The same type of machine learning methods used to pilot self-driving cars and beat top chess players could help type-1 diabetes sufferers keep their blood glucose levels in a safe range.
Scientists at the University of Bristol have shown that reinforcement learning, a type of machine learning in which a computer program learns to make decisions by trying different actions, significantly outperforms commercial blood glucose controllers in terms of safety and effectiveness. By using offline reinforcement learning, where the algorithm learns from patient records, the researchers improve on prior work, showing that good blood glucose control can be achieved by learning from the decisions of the patient rather than by trial and error.
Type 1 diabetes is one of the most prevalent auto-immune conditions in the UK and is characterised by an insufficiency of the hormone insulin, which is responsible for blood glucose regulation.
Many factors affect a person’s blood glucose and therefore it can be a challenging and burdensome task to select the correct insulin dose for a given scenario. Current artificial pancreas devices provide automated insulin dosing but are limited by their simplistic decision-making algorithms.
However a new study, published today in the Journal of Biomedical Informatics, shows offline reinforcement learning could represent an important milestone of care for people living with the condition. The largest improvement was in children, who experienced an additional one-and-a-half hours in the target glucose range per day.
Children represent a particularly important group as they are often unable to manage their diabetes without assistance and an improvement of this size would result in markedly better long-term health outcomes.
Lead author Harry Emerson from Bristol’s Department of Engineering Mathematics, explained: “My research explores whether reinforcement learning could be used to develop safer and more effective insulin dosing strategies.
“These machine learning driven algorithms have demonstrated superhuman performance in playing chess and piloting self-driving cars, and therefore could feasibly learn to perform highly personalised insulin dosing from pre-collected blood glucose data.
“This particular piece of work focuses specifically on offline reinforcement learning, in which the algorithm learns to act by observing examples of good and bad blood glucose control.

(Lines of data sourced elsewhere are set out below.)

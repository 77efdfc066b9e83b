// tests/resolve.rs

//! End-to-end resolution tests: solver properties over larger graphs and
//! the joint multi-platform behavior.

mod common;

use common::*;
use pinion::resolver::{Resolution, Solver, resolve_joint};
use pinion::{Candidate, Dependency, Platform, Requirement};
use std::collections::BTreeSet;

#[test]
fn test_closure_invariant_on_generated_acyclic_graphs() {
    // Deterministic pseudo-random acyclic candidate graphs: packages are
    // layered and only depend on strictly later layers, so every graph is a
    // DAG by construction. After solving, every dependency of every chosen
    // candidate must be satisfied inside the assignment.
    for seed in [3u64, 17, 40, 91, 123] {
        let mut state = seed;
        let mut next = move || {
            // xorshift, deterministic across runs
            state ^= state << 13;
            state ^= state >> 7;
            state ^= state << 17;
            state
        };

        let layers = 4;
        let per_layer = 4;
        let mut candidates = Vec::new();
        for layer in 0..layers {
            for slot in 0..per_layer {
                let name = format!("pkg-{layer}-{slot}");
                for minor in 0..3u64 {
                    let mut candidate = pkg(&name, &format!("1.{minor}"));
                    if layer + 1 < layers {
                        let deps = next() % 3;
                        for _ in 0..deps {
                            let target_layer = layer + 1 + (next() as usize % (layers - layer - 1));
                            let target_slot = next() as usize % per_layer;
                            let dep_name = format!("pkg-{target_layer}-{target_slot}");
                            let req = match next() % 3 {
                                0 => Requirement::any(),
                                1 => r(">= 1.0"),
                                _ => r("< 1.2"),
                            };
                            candidate = candidate.with_dep(Dependency::new(&dep_name, req));
                        }
                    }
                    candidates.push(candidate);
                }
            }
        }

        let index = index_of(candidates);
        let env = runtime();
        let roots: Vec<Dependency> = (0..per_layer)
            .map(|slot| Dependency::new(&format!("pkg-0-{slot}"), Requirement::any()))
            .collect();

        let resolution = Solver::new(&index, &env, linux()).solve(&roots, &[]);
        let Resolution::Solved(assignment) = resolution else {
            panic!("seed {seed}: expected a solution");
        };
        for candidate in assignment.values() {
            for dep in &candidate.deps {
                let chosen = assignment
                    .get(&dep.name)
                    .unwrap_or_else(|| panic!("seed {seed}: {} unresolved", dep.name));
                assert!(
                    dep.req.matches(&chosen.version),
                    "seed {seed}: {} {} does not satisfy {} on {}",
                    dep.name,
                    chosen.version,
                    dep.req,
                    candidate.name
                );
            }
        }
    }
}

#[test]
fn test_deep_backtracking_finds_the_only_consistent_stack() {
    // web prefers the newest view, but only the oldest view tolerates the
    // template engine the root also demands.
    let index = index_of(vec![
        pkg_dep("web", "5.0", "view", ">= 1.0"),
        pkg("view", "3.0").with_dep(Dependency::new("template", ">= 3.0".parse().unwrap())),
        pkg("view", "2.0").with_dep(Dependency::new("template", ">= 2.0".parse().unwrap())),
        pkg("view", "1.0").with_dep(Dependency::new("template", "< 2.0".parse().unwrap())),
        pkg("template", "1.5"),
    ]);

    let env = runtime();
    let roots = [Dependency::new("web", Requirement::any())];
    let Resolution::Solved(assignment) =
        Solver::new(&index, &env, linux()).solve(&roots, &[])
    else {
        panic!("expected a solution");
    };
    assert_eq!(assignment["view"].version, v("1.0"));
    assert_eq!(assignment["template"].version, v("1.5"));
}

#[test]
fn test_joint_platforms_share_one_version_per_name() {
    // The spec'd scenario: pack has 1.0 available to both targets and 1.1
    // only as a platform binary. Both targets must settle on 1.0.
    let index = index_of(vec![
        pkg("pack", "1.0"),
        pkg("pack", "1.0").with_platform(linux()),
        pkg("pack", "1.1").with_platform(linux()),
    ]);

    let env = runtime();
    let roots = [Dependency::new("pack", Requirement::any())];
    let targets = [Platform::Generic, linux()];
    let joint = resolve_joint(
        &index,
        &env,
        &roots,
        &[],
        &targets,
        &BTreeSet::new(),
        None,
    )
    .unwrap();

    let generic_pick = &joint.assignments[&Platform::Generic]["pack"];
    let linux_pick = &joint.assignments[&linux()]["pack"];
    assert_eq!(generic_pick.version, v("1.0"));
    assert_eq!(linux_pick.version, v("1.0"));
    assert!(generic_pick.platform.is_generic());
    assert_eq!(linux_pick.platform, linux());
}

#[test]
fn test_platform_preference_with_runtime_gate() {
    // Specific beats generic at equal version, unless its runtime
    // requirement excludes the assumed runtime.
    let admitted = index_of(vec![
        pkg("native", "1.0"),
        pkg("native", "1.0")
            .with_platform(linux())
            .with_runtime_req(r(">= 3.0")),
    ]);
    let env = runtime();
    let roots = [Dependency::new("native", Requirement::any())];
    let Resolution::Solved(assignment) =
        Solver::new(&admitted, &env, linux()).solve(&roots, &[])
    else {
        panic!("expected a solution");
    };
    assert_eq!(assignment["native"].platform, linux());

    let excluded = index_of(vec![
        pkg("native", "1.0"),
        pkg("native", "1.0")
            .with_platform(linux())
            .with_runtime_req(r("< 3.0")),
    ]);
    let Resolution::Solved(assignment) =
        Solver::new(&excluded, &env, linux()).solve(&roots, &[])
    else {
        panic!("expected a solution");
    };
    assert!(assignment["native"].platform.is_generic());
}

#[test]
fn test_conflict_trace_spec_scenario() {
    // Manifest requires frame = 1.0, every frame 1.0 requires bolt = 2.0,
    // and the index has no bolt 2.0. The trace names frame, bolt and = 2.0
    // and enumerates the near-miss bolt variants.
    let index = index_of(vec![
        pkg_dep("frame", "1.0", "bolt", "= 2.0"),
        pkg("bolt", "1.9"),
        pkg("bolt", "2.1").with_platform(darwin()),
    ]);

    let env = runtime();
    let roots = [Dependency::new("frame", r("= 1.0"))];
    let Resolution::Conflict(trace) =
        Solver::new(&index, &env, linux()).solve(&roots, &[])
    else {
        panic!("expected a conflict");
    };

    let rendered = trace.to_string();
    assert!(rendered.contains("bolt"));
    assert!(rendered.contains("= 2.0"));
    assert!(rendered.contains("frame"));
    assert!(rendered.contains("bolt 1.9 (generic)"));
    assert!(rendered.contains("bolt 2.1 (arm64-darwin)"));
}

#[test]
fn test_groups_and_platform_restrictions_scope_dependencies() {
    let index = index_of(vec![
        pkg("frame", "2.0"),
        pkg("linter", "1.0"),
        pkg("native-shim", "0.9").with_platform(linux()),
        Candidate::new("native-shim", v("0.9"), registry()),
    ]);

    let env = runtime();
    let roots = [
        Dependency::new("frame", Requirement::any()),
        Dependency::new("native-shim", Requirement::any()).with_platform(linux()),
    ];

    // On the linux target the restricted dependency participates.
    let Resolution::Solved(assignment) =
        Solver::new(&index, &env, linux()).solve(&roots, &[])
    else {
        panic!("expected a solution");
    };
    assert!(assignment.contains_key("native-shim"));

    // On the generic target it does not.
    let Resolution::Solved(assignment) =
        Solver::new(&index, &env, Platform::Generic).solve(&roots, &[])
    else {
        panic!("expected a solution");
    };
    assert!(!assignment.contains_key("native-shim"));
}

“Prior reinforcement learning methods in this area predominantly utilise a process of trial-and-error to identify good actions, which could expose a real-world patient to unsafe insulin doses.”
Due to the high risk associated with incorrect insulin dosing, experiments were performed using the FDA-approved UVA/Padova simulator, which creates a suite of virtual patients to test type 1 diabetes control algorithms. State-of-the-art offline reinforcement learning algorithms were evaluated against one of the most widely used artificial pancreas control algorithms. This comparison was conducted across 30 virtual patients (adults, adolescents and children) and considered 7,000 days of data, with performance being evaluated in accordance with current clinical guidelines. The simulator was also extended to consider realistic implementation challenges, such as measurement errors, incorrect patient information and limited quantities of available data.
This work provides a basis for continued reinforcement learning research in glucose control; demonstrating the potential of the approach to improve the health outcomes of people with type 1 diabetes, while highlighting the method’s shortcomings and areas of necessary future development.
The researchers’ ultimate goal is to deploy reinforcement learning in real-world artificial pancreas systems. These devices operate with limited patient oversight and consequently will require significant evidence of safety and effectiveness to achieve regulatory approval.
Harry added: “This research demonstrates machine learning’s potential to learn effective insulin dosing strategies from the pre-collected type 1 diabetes data. The explored method outperforms one of the most widely used commercial artificial pancreas algorithms and demonstrates an ability to leverage a person’s habits and schedule to respond more quickly to dangerous events.”